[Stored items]
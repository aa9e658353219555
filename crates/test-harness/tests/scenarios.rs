//! End-to-end scenarios on profile-built reference surfaces.

use approx::assert_abs_diff_eq;

use fault_geodesy::{Line, Point};
use fault_surface::{BoundingBox, FaultSurface, Mesh, MeshSurface, MultiSurface};
use test_harness::assertions::{
    assert_all_passed, assert_azimuth_close, assert_bbox_bounds, assert_close,
};
use test_harness::fixtures::{
    kite_section, mesh_from_profiles, north_dipping_pair, northeast_section, two_section_surface,
    vertical_section,
};
use test_harness::helpers::site_grid;
use test_harness::oracle::run_all_checks;

/// Length of 0.1 degree of arc on the reference sphere (km).
const TENTH: f64 = 11.119492664455873;

#[test]
fn single_vertical_section() {
    let ms = MultiSurface::from_surfaces([vertical_section().unwrap()]).unwrap();
    assert_close(ms.get_dip(), 90.0, 1e-3, "dip").unwrap();
    assert_close(ms.get_width(), 20.0, 0.01, "width").unwrap();
    assert_close(ms.get_area(), 3.0 * TENTH * 20.0, 0.02, "area").unwrap();
    assert_azimuth_close(ms.get_strike(), 90.0, 0.1, "strike").unwrap();
    let expected = BoundingBox::new(0.0, 0.3, -0.00001, 0.0);
    assert_bbox_bounds(&ms, &expected, 1e-6, "bbox").unwrap();
    assert!(assert_bbox_bounds(&ms, &BoundingBox::new(0.0, 0.2, -0.00001, 0.0), 1e-6, "bbox").is_err());

    let sites = Mesh::new(vec![0.15, 0.15, 0.4], vec![0.1, -0.1, 0.0]).unwrap();
    let rjb = ms.get_joyner_boore_distance(&sites);
    assert_abs_diff_eq!(rjb[0], TENTH, epsilon = 1e-2);
    assert_abs_diff_eq!(rjb[2], TENTH, epsilon = 1e-2);
    let rx = ms.get_rx_distance(&sites);
    assert_abs_diff_eq!(rx[0], -TENTH, epsilon = 1e-2);
    assert_abs_diff_eq!(rx[1], TENTH, epsilon = 1e-2);
    let ry0 = ms.get_ry0_distance(&sites);
    assert_abs_diff_eq!(ry0[0], 0.0, epsilon = 1e-6);
    assert_abs_diff_eq!(ry0[2], TENTH, epsilon = 1e-2);
}

#[test]
fn two_section_aggregates() {
    let ms = two_section_surface().unwrap();
    let vertical = vertical_section().unwrap();
    let northeast = northeast_section().unwrap();

    let (a1, a2) = (vertical.get_area(), northeast.get_area());
    assert_eq!(ms.get_areas(), &[a1, a2]);
    assert_eq!(ms.get_area(), a1 + a2);
    let expected_width = (vertical.get_width() * a1 + northeast.get_width() * a2) / (a1 + a2);
    assert_close(ms.get_width(), expected_width, 1e-9, "width").unwrap();
    let expected_dip = (vertical.get_dip() * a1 + northeast.get_dip() * a2) / (a1 + a2);
    assert_close(ms.get_dip(), expected_dip, 1e-9, "dip").unwrap();
    assert_close(northeast.get_dip(), 60.0, 0.01, "northeast dip").unwrap();
    assert_azimuth_close(northeast.get_strike(), 45.0, 0.5, "northeast strike").unwrap();

    let strike = ms.get_strike();
    assert!(strike > 45.0 && strike < 90.0, "strike {strike}");
    assert_eq!(ms.get_middle_point(), vertical.get_middle_point());

    let sites = site_grid(&ms.get_bounding_box(), 0.2, 7);
    assert_all_passed(&run_all_checks(&ms, &sites), "two sections").unwrap();
}

#[test]
fn holed_north_dipping_pair() {
    let pair = north_dipping_pair().unwrap();
    let west_second = pair[0].mesh().get(0, 1).unwrap();
    let ms = MultiSurface::from_surfaces(pair).unwrap();

    assert_azimuth_close(ms.get_strike(), 270.0, 1.0, "strike").unwrap();
    assert_eq!(ms.edge_set()[0].points()[0], west_second);
    assert!(!ms.gc2().is_reversed(0) && !ms.gc2().is_reversed(1));
    assert_close(ms.get_dip(), 60.93, 0.01, "dip").unwrap();

    let (lons, lats) = ms.get_surface_boundaries();
    assert_eq!(lons.len(), lats.len());
    assert!(lons.iter().chain(&lats).all(|v| v.is_finite()));

    // Above the west section, north of its trace.
    let sites = Mesh::new(vec![-0.1, -0.1, 0.1], vec![0.025, -0.1, 0.1]).unwrap();
    let rjb = ms.get_joyner_boore_distance(&sites);
    assert_eq!(rjb[0], 0.0);
    assert_abs_diff_eq!(rjb[1], TENTH, epsilon = 1e-2);
    // Westward traces dipping north: the hanging wall is north.
    let rx = ms.get_rx_distance(&sites);
    assert!(rx[0] > 0.0 && rx[2] > 0.0, "rx {rx:?}");
    assert_abs_diff_eq!(rx[1], -TENTH, epsilon = 1e-2);

    let grid = site_grid(&ms.get_bounding_box(), 0.3, 9);
    assert_all_passed(&run_all_checks(&ms, &grid), "north dipping pair").unwrap();
}

#[test]
fn kite_section_rx_sign() {
    let ms = MultiSurface::from_surfaces([kite_section().unwrap()]).unwrap();
    assert_azimuth_close(ms.get_strike(), 90.0, 1e-3, "strike").unwrap();

    let sites = Mesh::new(vec![0.1, 0.1, 0.3], vec![-0.05, 0.1, -0.02]).unwrap();
    let rjb = ms.get_joyner_boore_distance(&sites);
    assert_eq!(rjb[0], 0.0);
    let rx = ms.get_rx_distance(&sites);
    assert_abs_diff_eq!(rx[0], 0.5 * TENTH, epsilon = 1e-2);
    assert_abs_diff_eq!(rx[1], -TENTH, epsilon = 1e-3);
    let ry0 = ms.get_ry0_distance(&sites);
    assert_abs_diff_eq!(ry0[0], 0.0, epsilon = 1e-9);
    assert_abs_diff_eq!(ry0[2], TENTH, epsilon = 1e-2);
}

#[test]
fn westward_section_dipping_north() {
    let profiles = [0.2, 0.0]
        .iter()
        .map(|&lon| Line::new(vec![Point::surface(lon, 0.0), Point::new(lon, 0.05, 15.0)]).unwrap())
        .collect::<Vec<_>>();
    let section = MeshSurface::new(mesh_from_profiles(&profiles, 2.0, 2.0).unwrap()).unwrap();
    let ms = MultiSurface::from_surfaces([section]).unwrap();
    assert_azimuth_close(ms.get_strike(), 270.0, 1e-6, "strike").unwrap();

    // Hanging wall to the north: north of the east end, south of the west end.
    let sites = Mesh::new(vec![0.2, 0.0], vec![0.1, -0.1]).unwrap();
    let rx = ms.get_rx_distance(&sites);
    assert_abs_diff_eq!(rx[0], TENTH, epsilon = 1e-4);
    assert_abs_diff_eq!(rx[1], -TENTH, epsilon = 1e-4);
}
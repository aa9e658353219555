//! Tests for the report module.

use fault_surface::MultiSurface;
use test_harness::fixtures::{north_dipping_pair, two_section_surface};
use test_harness::helpers::site_grid;
use test_harness::SurfaceReport;

#[test]
fn report_lists_sections_and_checks() {
    let ms = two_section_surface().unwrap();
    let report = SurfaceReport::build(&ms, &site_grid(&ms.get_bounding_box(), 0.1, 5));
    let text = report.to_text();
    assert!(text.contains("Sections (2):"), "{}", text);
    assert!(text.contains("Oracle Results (7 checks)"), "{}", text);
    assert!(text.contains("[PASS] edge_set"), "{}", text);
    assert!(text.contains("Bounding Box"), "Should have bounding box line");
    assert!(report.all_passed());
    assert_eq!(report.to_string(), text);
}

#[test]
fn report_json_round_trips_through_value() {
    let ms = MultiSurface::from_surfaces(north_dipping_pair().unwrap()).unwrap();
    let report = SurfaceReport::build(&ms, &site_grid(&ms.get_bounding_box(), 0.1, 4));
    let json = report.to_json().unwrap();
    let value: serde_json::Value = serde_json::from_str(&json).unwrap();

    let sections = value["sections"].as_array().unwrap();
    assert_eq!(sections.len(), 2);
    assert_eq!(sections[0]["reversed"], serde_json::Value::Bool(false));
    assert!(value["checks"]
        .as_array()
        .unwrap()
        .iter()
        .all(|c| c["passed"] == serde_json::Value::Bool(true)));
    let strike = value["strike"].as_f64().unwrap();
    assert!((strike - 270.0).abs() < 1.0, "strike {}", strike);
}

**WHAT IS BEING ASKED**
Return each line above where the word "reference" shows up.

**ANSWER FOR THIS EXERCISE**
//! End-to-end scenarios on profile-built reference surfaces.
/// Length of 0.1 degree of arc on the reference sphere (km).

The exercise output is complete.